Profesor: Uxía Blanco Urgoiti
1º ESO - Aula: Nora Joyce
Microrrelato:
Desde hacía unos días la frase de Caín resonaba en mi mente: “El tiempo no existe, es una ilusión”. También recordaba que, desde que murió Roland, el reloj de la estación de tren seguía parado. Si el tiempo es realmente una ilusión, entonces podía volver al pasado.
Fui a la estación, guiado por la esperanza de salvar a mi amigo. Subí a la torre del reloj y giré las agujas en sentido antihorario.
Repentinamente volvía a estar en el momento en que el señor Kray y yo regresábamos a la playa.
- ¡No hay tiempo! – grité al ver que iba hacia la cabaña. - ¡Al agua!
Pronto llegamos al Orpheus. El abuelo de Roland se acercó a Caín, que estaba en proa.
- Conozco tu pasado, o podría decir tu inicio. Sé lo que le pasó a tu pequeña Julia, y que, si lo cuento, tu oportunidad de venganza desaparecerá. – los ojos de Caín se tornaron fríos. – Te propongo un trato: te hago una adivinanza. Si fallas, perdonarás la vida de Jacob; y si aciertas, te llevarás mi alma y la suya.
Caín aceptó. Víctor Kray preguntó algo tan sencillo como desconcertante: ¿Qué tengo en mi bolsillo?
El Príncipe de la Niebla no supo qué responder.
- Ganaste, pero solo esta vez.
- ¿Y Alicia? – preguntó Roland.
- En el camarote del capitán.
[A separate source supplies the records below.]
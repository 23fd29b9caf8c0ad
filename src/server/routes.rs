use std::{
    borrow::Cow,
    fs,
    io::Read,
    path::Path,
    sync::Arc,
    thread,
    time::Duration,
};

use base64::{Engine as _, engine::general_purpose::STANDARD};
use serde::{Deserialize, Serialize};
use tiny_http::{Method, Request};

use super::{ApiContext, assets, form, reply::Reply};
use crate::{
    document::{self, placement::plan_save},
    error::{Result, ShellError},
    instance::handover::HandoverRequest,
    platform::{self, SaveFilter},
    session::HandoverPayload,
};

#[derive(Debug, Default, Deserialize)]
struct PathBody {
    #[serde(default)]
    path: String,
}

#[derive(Debug, Deserialize)]
struct ScreenshotRequest {
    #[serde(default)]
    html: String,
    #[serde(default)]
    width: u32,
}

#[derive(Debug, Deserialize)]
struct PdfRequest {
    #[serde(default)]
    html: String,
    #[serde(default)]
    path: String,
    #[serde(default)]
    scale: f64,
}

#[derive(Debug, Serialize)]
struct PathReply {
    path: String,
}

pub fn dispatch(
    context: &ApiContext,
    method: &Method,
    url: &str,
    request: &mut Request,
) -> Result<Reply> {
    let (path, query) = split_url(url);

    match (method, path) {
        (Method::Get, "/api/kill") => Ok(kill(context)),
        (Method::Post, "/api/file/lock") => Ok(set_lock(context, request, true)),
        (Method::Post, "/api/file/unlock") => Ok(set_lock(context, request, false)),
        (Method::Get, "/api/dialog/open") => Ok(dialog_open(context)),
        (Method::Get, "/api/dialog/save") => Ok(dialog_save(context, &query)),
        (Method::Post, "/api/cli-handover") => cli_handover(context, request),
        (Method::Get, "/api/open-file") => open_file(context, &query),
        (Method::Get, "/api/render-view") => render_view(context, &query),
        (Method::Post, "/api/export/screenshot") => export_screenshot(context, request),
        (Method::Post, "/api/export/pdf") => export_pdf(context, request),
        (Method::Post, "/api/save-file") => save_file(context, request),
        (Method::Get | Method::Head, _) => Ok(assets::serve(&context.config.ui_root, path)),
        _ => Err(ShellError::not_found("Not found")),
    }
}
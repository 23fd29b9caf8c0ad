//! Process-lifetime coordination state shared by every HTTP handler.
//!
//! Each member synchronises itself; no operation spans two of them.

pub mod locks;
pub mod stores;

pub use locks::FileLockRegistry;
pub use stores::{FileStore, HandoverPayload, RenderStore};

#[derive(Default)]
pub struct Session {
    pub files: FileStore,
    pub renders: RenderStore,
    pub locks: FileLockRegistry,
}

impl Session {
    pub fn new() -> Self {
        Self::default()
    }
}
Apúrate. – cuando el mago terminó su frase, uno de los mástiles cayó.
Instantes más tarde, Roland subió a cubierta can Alicia. Saltamos los cuatro al agua, dejando a Caín a bordo del barco.
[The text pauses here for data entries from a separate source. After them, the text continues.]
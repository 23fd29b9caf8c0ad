use std::io::Cursor;

use serde::Serialize;
use tiny_http::{Header, Response};

use crate::error::ShellError;

const CORS_HEADERS: &[(&str, &str)] = &[
    ("Access-Control-Allow-Origin", "*"),
    ("Access-Control-Allow-Methods", "GET, POST, OPTIONS"),
    ("Access-Control-Allow-Headers", "Content-Type"),
];

/// Handler output; turned into a `tiny_http` response with CORS headers attached.
#[derive(Debug)]
pub struct Reply {
    status: u16,
    body: Vec<u8>,
    headers: Vec<(String, String)>,
}

impl Reply {
    pub fn ok() -> Self {
        Self {
            status: 200,
            body: Vec::new(),
            headers: Vec::new(),
        }
    }

    pub fn bytes(data: Vec<u8>, content_type: &str) -> Self {
        Self::ok().with_body(data).with_header("Content-Type", content_type)
    }

    pub fn text(status: u16, message: impl Into<String>) -> Self {
        Self::bytes(message.into().into_bytes(), "text/plain; charset=utf-8").with_status(status)
    }

    pub fn html(html: String) -> Self {
        Self::bytes(html.into_bytes(), "text/html; charset=utf-8")
    }

    pub fn json(value: &impl Serialize) -> Self {
        match serde_json::to_vec(value) {
            Ok(body) => Self::bytes(body, "application/json"),
            Err(error) => Self::text(500, format!("Failed to encode response: {error}")),
        }
    }

    pub fn error(error: &ShellError) -> Self {
        match error {
            ShellError::SaveFailed(message) => {
                Self::json(&serde_json::json!({ "error": message })).with_status(error.status())
            }
            _ => Self::text(error.status(), error.to_string()),
        }
    }

    pub fn with_status(mut self, status: u16) -> Self {
        self.status = status;
        self
    }

    pub fn with_body(mut self, body: Vec<u8>) -> Self {
        self.body = body;
        self
    }

    pub fn with_header(mut self, name: &str, value: &str) -> Self {
        self.headers.push((name.to_string(), value.to_string()));
        self
    }

    pub fn status(&self) -> u16 {
        self.status
    }

    pub fn into_response(self) -> Response<Cursor<Vec<u8>>> {
        let mut response = Response::from_data(self.body).with_status_code(self.status);
        let headers = CORS_HEADERS
            .iter()
            .map(|(name, value)| (*name, *value))
            .chain(self.headers.iter().map(|(n, v)| (n.as_str(), v.as_str())));
        for (name, value) in headers {
            match Header::from_bytes(name.as_bytes(), value.as_bytes()) {
                Ok(header) => response.add_header(header),
                Err(()) => tracing::debug!(name, "dropping unrepresentable header"),
            }
        }
        response
    }
}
Al llegar a la orilla, vimos cómo el Orpheus terminaba de hundirse.
Pasados unos días, Roland, Alicia y yo fuimos a la estación a despedirnos de Víctor. Cuando su tren desapareció de nuestra vista, me giré hacia la torre del reloj. Ahora ya funcionaba.
Obra de referencia:
El príncipe de la niebla de Carlos Ruiz Zafón es una novela de misterio y aventura ambientada durante la Segunda Guerra Mundial.